**WORK ORDER:** Where a line has odd spacing or punctuation, keep it; transcribe all the entries exactly.

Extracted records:
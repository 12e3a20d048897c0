//! Data models
//!
//! Rust structs representing database rows and the view records
//! produced by the feed/relationship queries.
//! Row ids are SQLite integer keys, timestamps are chrono UTC.

use chrono::{DateTime, Utc};
use serde::{Deserialize, Serialize, Serializer};

// =============================================================================
// User
// =============================================================================

/// A registered user
#[derive(Debug, Clone, Serialize, Deserialize, sqlx::FromRow)]
pub struct User {
    pub id: i64,
    pub username: String,
    /// Argon2id PHC string, never the plaintext password
    #[serde(skip_serializing, default)]
    pub password_hash: String,
    pub created_at: DateTime<Utc>,
    #[serde(serialize_with = "serialize_or_empty")]
    pub display_name: Option<String>,
    #[serde(serialize_with = "serialize_or_empty")]
    pub bio: Option<String>,
    #[serde(serialize_with = "serialize_or_empty")]
    pub location: Option<String>,
    #[serde(serialize_with = "serialize_or_empty")]
    pub website: Option<String>,
}

impl User {
    /// Name to show in timelines: display name when set, username otherwise.
    pub fn shown_name(&self) -> &str {
        self.display_name.as_deref().unwrap_or(&self.username)
    }
}

/// Profile fields written by an edit
///
/// Every field is written; `None` clears the column.
#[derive(Debug, Clone, Default, Serialize, Deserialize)]
pub struct UserEdits {
    pub id: i64,
    pub display_name: Option<String>,
    pub bio: Option<String>,
    pub location: Option<String>,
    pub website: Option<String>,
}

/// Follower/following counts of a subject plus the viewer's edge to it
#[derive(Debug, Clone, Copy, PartialEq, Eq, Serialize, Deserialize, sqlx::FromRow)]
pub struct CrossUsers {
    /// Users following the subject
    pub followers: i64,
    /// Users the subject follows
    pub follows: i64,
    /// Whether the viewer follows the subject
    pub mutual_follow_back: bool,
}

// =============================================================================
// Tweet
// =============================================================================

/// Input for a new tweet
///
/// Unset optional fields are left out of the INSERT entirely.
#[derive(Debug, Clone, Default, Serialize, Deserialize)]
pub struct TweetRequest {
    pub user_id: i64,
    pub text: String,
    pub image_url: Option<String>,
    pub parent_id: Option<i64>,
}

/// A tweet as seen by a particular viewer
///
/// `liked` and `retweeted` describe the viewer, not the author.
#[derive(Debug, Clone, Serialize, Deserialize, sqlx::FromRow)]
pub struct Tweet {
    pub id: i64,
    pub user_id: i64,
    pub username: String,
    #[serde(serialize_with = "serialize_or_empty")]
    pub display_name: Option<String>,
    pub text: String,
    #[serde(serialize_with = "serialize_or_empty")]
    pub image_url: Option<String>,
    pub parent_id: Option<i64>,
    pub created_at: DateTime<Utc>,
    pub liked: bool,
    pub retweeted: bool,
}

// =============================================================================
// Direct messages
// =============================================================================

/// One entry of a user's conversation list
#[derive(Debug, Clone, Serialize, Deserialize, sqlx::FromRow)]
pub struct Conversation {
    pub id: i64,
    #[serde(serialize_with = "serialize_or_empty")]
    pub name: Option<String>,
    pub created_at: DateTime<Utc>,
    /// Latest message, absent when the conversation is still empty
    #[serde(serialize_with = "serialize_or_empty")]
    pub last_message_text: Option<String>,
    pub last_message_at: Option<DateTime<Utc>>,
    /// Lowest-id member other than the viewer
    pub other_user_id: Option<i64>,
    #[serde(serialize_with = "serialize_or_empty")]
    pub other_username: Option<String>,
    #[serde(serialize_with = "serialize_or_empty")]
    pub other_display_name: Option<String>,
}

/// Input for a new message
#[derive(Debug, Clone, Serialize, Deserialize)]
pub struct MessageRequest {
    pub conversation_id: i64,
    pub sender_id: i64,
    pub text: String,
}

/// A message with its sender's identity
#[derive(Debug, Clone, Serialize, Deserialize, sqlx::FromRow)]
pub struct Message {
    pub id: i64,
    pub conversation_id: i64,
    pub sender_id: i64,
    pub sender_username: String,
    #[serde(serialize_with = "serialize_or_empty")]
    pub sender_display_name: Option<String>,
    pub text: String,
    pub created_at: DateTime<Utc>,
}

// =============================================================================
// Notifications
// =============================================================================

/// Engagement that produced a notification
#[derive(Debug, Clone, Copy, PartialEq, Eq, Serialize, Deserialize, sqlx::Type)]
#[serde(rename_all = "lowercase")]
#[sqlx(rename_all = "lowercase")]
pub enum NotificationKind {
    Like,
    Retweet,
}

/// Someone else liked or retweeted one of the user's tweets
#[derive(Debug, Clone, Serialize, Deserialize, sqlx::FromRow)]
pub struct Notification {
    pub tweet_id: i64,
    pub tweet_text: String,
    pub actor_id: i64,
    pub actor_username: String,
    #[serde(serialize_with = "serialize_or_empty")]
    pub actor_display_name: Option<String>,
    pub kind: NotificationKind,
    pub created_at: DateTime<Utc>,
}

// =============================================================================
// Optional field marshaling
// =============================================================================

/// Render an optional column the way views expect: absent becomes "".
pub fn or_empty(value: &Option<String>) -> &str {
    value.as_deref().unwrap_or("")
}

/// `serialize_with` adapter for optional text columns in view records.
pub fn serialize_or_empty<S: Serializer>(
    value: &Option<String>,
    serializer: S,
) -> Result<S::Ok, S::Error> {
    serializer.serialize_str(or_empty(value))
}

/// Normalize submitted form text: blank input means "absent".
pub fn non_blank(value: Option<String>) -> Option<String> {
    value.and_then(|value| {
        let trimmed = value.trim();
        if trimmed.is_empty() {
            None
        } else {
            Some(trimmed.to_string())
        }
    })
}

**ANSWER SECTION:**
repository 12e3a20d048897c0
//! Data models
//!
//! Rust structs representing database rows and the view records
//! produced by the feed/relationship queries.
//! Row ids are SQLite integer keys, timestamps are chrono UTC.

use chrono::{DateTime, Utc};
use serde::{Deserialize, Serialize, Serializer};

// =============================================================================
// User
// =============================================================================

/// A registered user
#[derive(Debug, Clone, Serialize, Deserialize, sqlx::FromRow)]
pub struct User {
    pub id: i64,
    pub username: String,
    /// Argon2id PHC string, never the plaintext password
    #[serde(skip_serializing, default)]
    pub password_hash: String,
    pub created_at: DateTime<Utc>,
    #[serde(serialize_with = "serialize_or_empty")]
    pub display_name: Option<String>,
    #[serde(serialize_with = "serialize_or_empty")]
    pub bio: Option<String>,
    #[serde(serialize_with = "serialize_or_empty")]
    pub location: Option<String>,
    #[serde(serialize_with = "serialize_or_empty")]
    pub website: Option<String>,
}

impl User {
    /// Name to show in timelines: display name when set, username otherwise.
    pub fn shown_name(&self) -> &str {
        self.display_name.as_deref().unwrap_or(&self.username)
    }
}

/// Profile fields written by an edit
///
/// Every field is written; `None` clears the column.
#[derive(Debug, Clone, Default, Serialize, Deserialize)]
pub struct UserEdits {
    pub id: i64,
    pub display_name: Option<String>,
    pub bio: Option<String>,
    pub location: Option<String>,
    pub website: Option<String>,
}

/// Follower/following counts of a subject plus the viewer's edge to it
#[derive(Debug, Clone, Copy, PartialEq, Eq, Serialize, Deserialize, sqlx::FromRow)]
pub struct CrossUsers {
    /// Users following the subject
    pub followers: i64,
    /// Users the subject follows
    pub follows: i64,
    /// Whether the viewer follows the subject
    pub mutual_follow_back: bool,
}

// =============================================================================
// Tweet
// =============================================================================

/// Input for a new tweet
///
/// Unset optional fields are left out of the INSERT entirely.
#[derive(Debug, Clone, Default, Serialize, Deserialize)]
pub struct TweetRequest {
    pub user_id: i64,
    pub text: String,
    pub image_url: Option<String>,
    pub parent_id: Option<i64>,
}

/// A tweet as seen by a particular viewer
///
/// `liked` and `retweeted` describe the viewer, not the author.
#[derive(Debug, Clone, Serialize, Deserialize, sqlx::FromRow)]
pub struct Tweet {
    pub id: i64,
    pub user_id: i64,
    pub username: String,
    #[serde(serialize_with = "serialize_or_empty")]
    pub display_name: Option<String>,
    pub text: String,
    #[serde(serialize_with = "serialize_or_empty")]
    pub image_url: Option<String>,
    pub parent_id: Option<i64>,
    pub created_at: DateTime<Utc>,
    pub liked: bool,
    pub retweeted: bool,
}

// =============================================================================
// Direct messages
// =============================================================================

/// One entry of a user's conversation list
#[derive(Debug, Clone, Serialize, Deserialize, sqlx::FromRow)]
pub struct Conversation {
    pub id: i64,
    #[serde(serialize_with = "serialize_or_empty")]
    pub name: Option<String>,
    pub created_at: DateTime<Utc>,
    /// Latest message, absent when the conversation is still empty
    #[serde(serialize_with = "serialize_or_empty")]
    pub last_message_text: Option<String>,
    pub last_message_at: Option<DateTime<Utc>>,
    /// Lowest-id member other than the viewer
    pub other_user_id: Option<i64>,
    #[serde(serialize_with = "serialize_or_empty")]
    pub other_username: Option<String>,
    #[serde(serialize_with = "serialize_or_empty")]
    pub other_display_name: Option<String>,
}

/// Input for a new message
#[derive(Debug, Clone, Serialize, Deserialize)]
pub struct MessageRequest {
    pub conversation_id: i64,
    pub sender_id: i64,
    pub text: String,
}

/// A message with its sender's identity
#[derive(Debug, Clone, Serialize, Deserialize, sqlx::FromRow)]
pub struct Message {
    pub id: i64,
    pub conversation_id: i64,
    pub sender_id: i64,
    pub sender_username: String,
    #[serde(serialize_with = "serialize_or_empty")]
    pub sender_display_name: Option<String>,
    pub text: String,
    pub created_at: DateTime<Utc>,
}

// =============================================================================
// Notifications
// =============================================================================

/// Engagement that produced a notification
#[derive(Debug, Clone, Copy, PartialEq, Eq, Serialize, Deserialize, sqlx::Type)]
#[serde(rename_all = "lowercase")]
#[sqlx(rename_all = "lowercase")]
pub enum NotificationKind {
    Like,
    Retweet,
}

/// Someone else liked or retweeted one of the user's tweets
#[derive(Debug, Clone, Serialize, Deserialize, sqlx::FromRow)]
pub struct Notification {
    pub tweet_id: i64,
    pub tweet_text: String,
    pub actor_id: i64,
    pub actor_username: String,
    #[serde(serialize_with = "serialize_or_empty")]
    pub actor_display_name: Option<String>,
    pub kind: NotificationKind,
    pub created_at: DateTime<Utc>,
}

// =============================================================================
// Optional field marshaling
// =============================================================================

/// Render an optional column the way views expect: absent becomes "".
pub fn or_empty(value: &Option<String>) -> &str {
    value.as_deref().unwrap_or("")
}

/// `serialize_with` adapter for optional text columns in view records.
pub fn serialize_or_empty<S: Serializer>(
    value: &Option<String>,
    serializer: S,
) -> Result<S::Ok, S::Error> {
    serializer.serialize_str(or_empty(value))
}

/// Normalize submitted form text: blank input means "absent".
pub fn non_blank(value: Option<String>) -> Option<String> {
    value.and_then(|value| {
        let trimmed = value.trim();
        if trimmed.is_empty() {
            None
        } else {
            Some(trimmed.to_string())
        }
    })
}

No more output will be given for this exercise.